▸ WHAT TO WORK ON
Filter the records, keeping every line that has the string "MediaType".

Saved entries

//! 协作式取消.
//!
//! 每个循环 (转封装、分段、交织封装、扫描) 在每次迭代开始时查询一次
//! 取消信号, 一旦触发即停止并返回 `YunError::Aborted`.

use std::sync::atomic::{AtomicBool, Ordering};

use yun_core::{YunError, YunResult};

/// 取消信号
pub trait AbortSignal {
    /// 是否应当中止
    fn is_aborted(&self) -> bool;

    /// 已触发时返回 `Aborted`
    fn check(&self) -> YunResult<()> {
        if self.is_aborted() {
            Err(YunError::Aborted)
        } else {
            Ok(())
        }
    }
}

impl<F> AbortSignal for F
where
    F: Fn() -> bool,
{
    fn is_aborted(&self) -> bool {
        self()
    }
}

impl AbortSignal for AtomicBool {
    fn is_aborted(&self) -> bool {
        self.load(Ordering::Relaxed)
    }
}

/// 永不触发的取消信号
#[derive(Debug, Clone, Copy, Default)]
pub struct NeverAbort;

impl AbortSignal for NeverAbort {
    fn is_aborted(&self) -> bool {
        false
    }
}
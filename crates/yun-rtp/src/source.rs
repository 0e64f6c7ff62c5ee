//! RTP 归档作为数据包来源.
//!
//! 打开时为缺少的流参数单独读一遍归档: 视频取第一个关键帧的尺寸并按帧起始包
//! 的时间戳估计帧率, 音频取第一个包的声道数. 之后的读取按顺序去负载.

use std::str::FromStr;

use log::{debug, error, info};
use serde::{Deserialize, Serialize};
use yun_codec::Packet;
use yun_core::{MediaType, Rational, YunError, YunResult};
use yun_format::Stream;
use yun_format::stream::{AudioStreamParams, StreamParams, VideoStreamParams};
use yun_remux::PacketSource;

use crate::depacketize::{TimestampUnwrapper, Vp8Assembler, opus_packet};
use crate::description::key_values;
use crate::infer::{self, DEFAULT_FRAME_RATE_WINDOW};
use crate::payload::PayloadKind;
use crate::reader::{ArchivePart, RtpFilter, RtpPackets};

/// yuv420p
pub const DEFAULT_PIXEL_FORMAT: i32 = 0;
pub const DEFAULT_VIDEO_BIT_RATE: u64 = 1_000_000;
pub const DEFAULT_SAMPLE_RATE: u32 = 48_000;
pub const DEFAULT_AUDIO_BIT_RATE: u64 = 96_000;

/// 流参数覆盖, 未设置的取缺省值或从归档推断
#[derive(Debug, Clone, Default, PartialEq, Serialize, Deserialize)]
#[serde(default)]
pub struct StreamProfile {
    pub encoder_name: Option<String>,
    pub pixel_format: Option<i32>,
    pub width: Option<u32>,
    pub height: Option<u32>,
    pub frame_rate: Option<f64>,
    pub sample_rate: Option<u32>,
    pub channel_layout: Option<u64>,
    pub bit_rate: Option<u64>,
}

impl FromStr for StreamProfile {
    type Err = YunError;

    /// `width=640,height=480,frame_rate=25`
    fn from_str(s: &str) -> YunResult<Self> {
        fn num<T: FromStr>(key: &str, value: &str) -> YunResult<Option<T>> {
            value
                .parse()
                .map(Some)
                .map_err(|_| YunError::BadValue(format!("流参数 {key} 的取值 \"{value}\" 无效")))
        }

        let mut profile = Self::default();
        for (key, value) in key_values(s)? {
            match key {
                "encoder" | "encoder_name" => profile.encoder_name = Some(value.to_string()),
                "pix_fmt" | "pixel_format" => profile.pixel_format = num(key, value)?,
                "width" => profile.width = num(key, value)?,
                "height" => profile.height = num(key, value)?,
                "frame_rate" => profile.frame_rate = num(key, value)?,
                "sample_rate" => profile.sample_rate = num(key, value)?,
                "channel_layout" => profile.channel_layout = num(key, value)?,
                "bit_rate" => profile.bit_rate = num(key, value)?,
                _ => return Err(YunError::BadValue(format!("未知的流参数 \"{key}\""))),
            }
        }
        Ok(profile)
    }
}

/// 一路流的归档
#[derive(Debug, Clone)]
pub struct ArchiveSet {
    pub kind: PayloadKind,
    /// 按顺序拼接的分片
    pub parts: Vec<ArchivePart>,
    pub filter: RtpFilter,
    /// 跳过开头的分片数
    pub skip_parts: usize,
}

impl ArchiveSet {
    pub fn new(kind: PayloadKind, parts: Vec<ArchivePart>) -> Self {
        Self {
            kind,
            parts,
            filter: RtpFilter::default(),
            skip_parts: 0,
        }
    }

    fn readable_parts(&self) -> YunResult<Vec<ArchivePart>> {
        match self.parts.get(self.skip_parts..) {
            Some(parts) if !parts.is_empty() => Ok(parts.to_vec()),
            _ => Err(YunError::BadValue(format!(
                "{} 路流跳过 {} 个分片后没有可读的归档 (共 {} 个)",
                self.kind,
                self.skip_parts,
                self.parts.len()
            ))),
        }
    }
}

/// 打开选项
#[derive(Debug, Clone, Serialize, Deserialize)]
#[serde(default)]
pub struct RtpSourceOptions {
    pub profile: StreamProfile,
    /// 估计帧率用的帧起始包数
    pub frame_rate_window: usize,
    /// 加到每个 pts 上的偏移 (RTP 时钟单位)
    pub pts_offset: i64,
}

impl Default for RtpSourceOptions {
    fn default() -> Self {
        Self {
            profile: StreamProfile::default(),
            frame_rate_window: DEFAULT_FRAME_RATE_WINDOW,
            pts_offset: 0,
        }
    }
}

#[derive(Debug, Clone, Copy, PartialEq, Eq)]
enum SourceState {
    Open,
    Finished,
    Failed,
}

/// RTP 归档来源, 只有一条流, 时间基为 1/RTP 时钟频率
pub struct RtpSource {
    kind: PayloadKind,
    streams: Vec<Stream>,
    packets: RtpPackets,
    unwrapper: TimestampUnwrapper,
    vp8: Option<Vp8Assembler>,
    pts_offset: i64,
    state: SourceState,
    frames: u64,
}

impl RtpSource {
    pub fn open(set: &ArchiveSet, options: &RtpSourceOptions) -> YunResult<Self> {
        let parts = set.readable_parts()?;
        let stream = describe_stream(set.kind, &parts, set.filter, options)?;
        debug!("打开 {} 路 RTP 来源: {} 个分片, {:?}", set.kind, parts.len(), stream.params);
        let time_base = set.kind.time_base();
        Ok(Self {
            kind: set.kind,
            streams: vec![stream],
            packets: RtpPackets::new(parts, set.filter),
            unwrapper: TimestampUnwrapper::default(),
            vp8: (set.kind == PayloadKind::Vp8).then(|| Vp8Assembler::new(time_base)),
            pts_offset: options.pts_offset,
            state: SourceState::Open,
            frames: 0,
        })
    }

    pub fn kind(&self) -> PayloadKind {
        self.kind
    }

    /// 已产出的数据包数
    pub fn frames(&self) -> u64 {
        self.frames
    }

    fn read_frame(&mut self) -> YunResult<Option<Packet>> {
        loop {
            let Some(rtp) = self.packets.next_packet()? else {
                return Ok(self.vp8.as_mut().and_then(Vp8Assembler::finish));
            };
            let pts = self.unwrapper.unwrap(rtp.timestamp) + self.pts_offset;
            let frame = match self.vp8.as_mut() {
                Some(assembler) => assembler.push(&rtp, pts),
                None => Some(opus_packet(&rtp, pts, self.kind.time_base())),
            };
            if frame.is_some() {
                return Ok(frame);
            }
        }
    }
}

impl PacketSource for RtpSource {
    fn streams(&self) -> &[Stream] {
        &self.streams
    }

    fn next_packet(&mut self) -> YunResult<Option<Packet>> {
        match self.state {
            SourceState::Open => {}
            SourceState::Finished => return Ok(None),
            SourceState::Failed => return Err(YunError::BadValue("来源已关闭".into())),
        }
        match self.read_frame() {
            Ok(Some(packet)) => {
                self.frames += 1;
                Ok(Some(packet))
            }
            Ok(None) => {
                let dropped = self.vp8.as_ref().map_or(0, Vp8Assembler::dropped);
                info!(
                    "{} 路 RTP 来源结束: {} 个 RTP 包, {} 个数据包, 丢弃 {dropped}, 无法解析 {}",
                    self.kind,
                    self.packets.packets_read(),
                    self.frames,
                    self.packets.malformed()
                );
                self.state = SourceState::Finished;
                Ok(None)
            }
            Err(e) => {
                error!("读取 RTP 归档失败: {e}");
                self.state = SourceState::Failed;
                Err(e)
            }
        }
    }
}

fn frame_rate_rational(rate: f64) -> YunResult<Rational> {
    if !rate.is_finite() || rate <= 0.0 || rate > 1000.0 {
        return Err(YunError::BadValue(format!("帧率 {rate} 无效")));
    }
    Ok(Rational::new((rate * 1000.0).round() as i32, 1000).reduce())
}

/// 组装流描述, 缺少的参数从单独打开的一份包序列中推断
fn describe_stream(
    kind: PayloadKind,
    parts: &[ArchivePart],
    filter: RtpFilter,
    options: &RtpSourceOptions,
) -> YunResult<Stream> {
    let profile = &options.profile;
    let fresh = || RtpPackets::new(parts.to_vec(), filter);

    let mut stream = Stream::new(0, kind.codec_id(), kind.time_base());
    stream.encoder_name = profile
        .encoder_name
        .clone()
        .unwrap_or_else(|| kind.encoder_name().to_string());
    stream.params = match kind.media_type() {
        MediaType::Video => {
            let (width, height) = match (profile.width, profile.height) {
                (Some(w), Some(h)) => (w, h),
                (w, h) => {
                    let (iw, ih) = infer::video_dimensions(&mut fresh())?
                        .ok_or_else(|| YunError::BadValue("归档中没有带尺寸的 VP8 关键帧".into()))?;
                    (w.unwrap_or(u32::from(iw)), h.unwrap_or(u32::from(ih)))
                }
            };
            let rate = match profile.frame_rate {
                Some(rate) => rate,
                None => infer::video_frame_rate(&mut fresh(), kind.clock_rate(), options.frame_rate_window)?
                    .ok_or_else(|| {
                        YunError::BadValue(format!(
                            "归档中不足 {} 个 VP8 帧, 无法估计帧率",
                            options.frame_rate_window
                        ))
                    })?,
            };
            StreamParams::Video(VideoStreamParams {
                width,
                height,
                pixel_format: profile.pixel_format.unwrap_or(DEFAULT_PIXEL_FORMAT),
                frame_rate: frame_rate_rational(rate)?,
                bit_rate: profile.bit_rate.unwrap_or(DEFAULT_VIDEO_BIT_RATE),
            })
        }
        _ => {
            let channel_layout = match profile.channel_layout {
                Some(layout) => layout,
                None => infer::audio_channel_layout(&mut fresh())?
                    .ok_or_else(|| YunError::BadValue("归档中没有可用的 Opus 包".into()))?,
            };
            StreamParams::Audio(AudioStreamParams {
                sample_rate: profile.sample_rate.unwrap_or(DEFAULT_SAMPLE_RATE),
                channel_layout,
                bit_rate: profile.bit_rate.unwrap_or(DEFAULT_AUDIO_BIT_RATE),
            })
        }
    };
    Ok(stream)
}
--
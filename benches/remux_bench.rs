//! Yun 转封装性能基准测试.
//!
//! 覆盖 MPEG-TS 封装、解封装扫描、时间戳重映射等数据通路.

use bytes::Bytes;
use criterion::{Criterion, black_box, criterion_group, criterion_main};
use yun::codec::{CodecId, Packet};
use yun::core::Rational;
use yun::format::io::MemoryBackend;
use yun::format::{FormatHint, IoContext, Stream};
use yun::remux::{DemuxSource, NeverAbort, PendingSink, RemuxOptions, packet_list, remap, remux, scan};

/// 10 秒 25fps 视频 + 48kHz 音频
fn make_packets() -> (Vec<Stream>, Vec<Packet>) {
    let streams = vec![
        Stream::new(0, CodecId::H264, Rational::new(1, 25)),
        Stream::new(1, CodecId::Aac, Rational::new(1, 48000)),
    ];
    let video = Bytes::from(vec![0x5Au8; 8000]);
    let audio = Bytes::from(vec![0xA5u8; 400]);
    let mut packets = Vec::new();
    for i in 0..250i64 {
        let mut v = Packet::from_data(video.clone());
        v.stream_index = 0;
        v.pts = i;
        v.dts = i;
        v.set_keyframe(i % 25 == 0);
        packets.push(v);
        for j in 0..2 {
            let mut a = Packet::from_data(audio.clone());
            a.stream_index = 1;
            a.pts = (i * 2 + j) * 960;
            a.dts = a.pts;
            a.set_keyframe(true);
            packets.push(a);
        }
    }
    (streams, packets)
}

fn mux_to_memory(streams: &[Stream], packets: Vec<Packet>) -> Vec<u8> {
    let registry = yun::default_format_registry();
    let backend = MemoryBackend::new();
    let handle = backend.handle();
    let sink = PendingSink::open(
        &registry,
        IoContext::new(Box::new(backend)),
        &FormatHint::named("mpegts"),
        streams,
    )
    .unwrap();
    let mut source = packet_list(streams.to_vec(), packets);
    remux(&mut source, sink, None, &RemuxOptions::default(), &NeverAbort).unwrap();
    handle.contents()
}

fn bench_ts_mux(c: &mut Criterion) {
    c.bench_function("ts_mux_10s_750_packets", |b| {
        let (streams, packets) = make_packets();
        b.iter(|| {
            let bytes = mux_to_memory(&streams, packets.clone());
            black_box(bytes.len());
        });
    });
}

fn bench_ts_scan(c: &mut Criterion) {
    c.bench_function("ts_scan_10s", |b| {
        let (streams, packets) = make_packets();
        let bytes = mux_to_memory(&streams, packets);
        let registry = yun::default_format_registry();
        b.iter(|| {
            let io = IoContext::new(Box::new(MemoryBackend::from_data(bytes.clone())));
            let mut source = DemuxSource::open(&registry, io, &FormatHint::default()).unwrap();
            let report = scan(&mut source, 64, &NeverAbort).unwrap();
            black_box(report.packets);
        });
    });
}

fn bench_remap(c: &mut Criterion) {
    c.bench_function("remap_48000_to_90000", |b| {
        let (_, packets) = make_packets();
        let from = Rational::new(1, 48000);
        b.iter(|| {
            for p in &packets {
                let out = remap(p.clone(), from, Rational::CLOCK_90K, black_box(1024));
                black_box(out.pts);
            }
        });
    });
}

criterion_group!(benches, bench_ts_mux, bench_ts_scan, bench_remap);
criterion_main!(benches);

▸ TASK OUTPUT
use yun_core::{MediaType, Rational, YunError, YunResult};
        MediaType::Video => {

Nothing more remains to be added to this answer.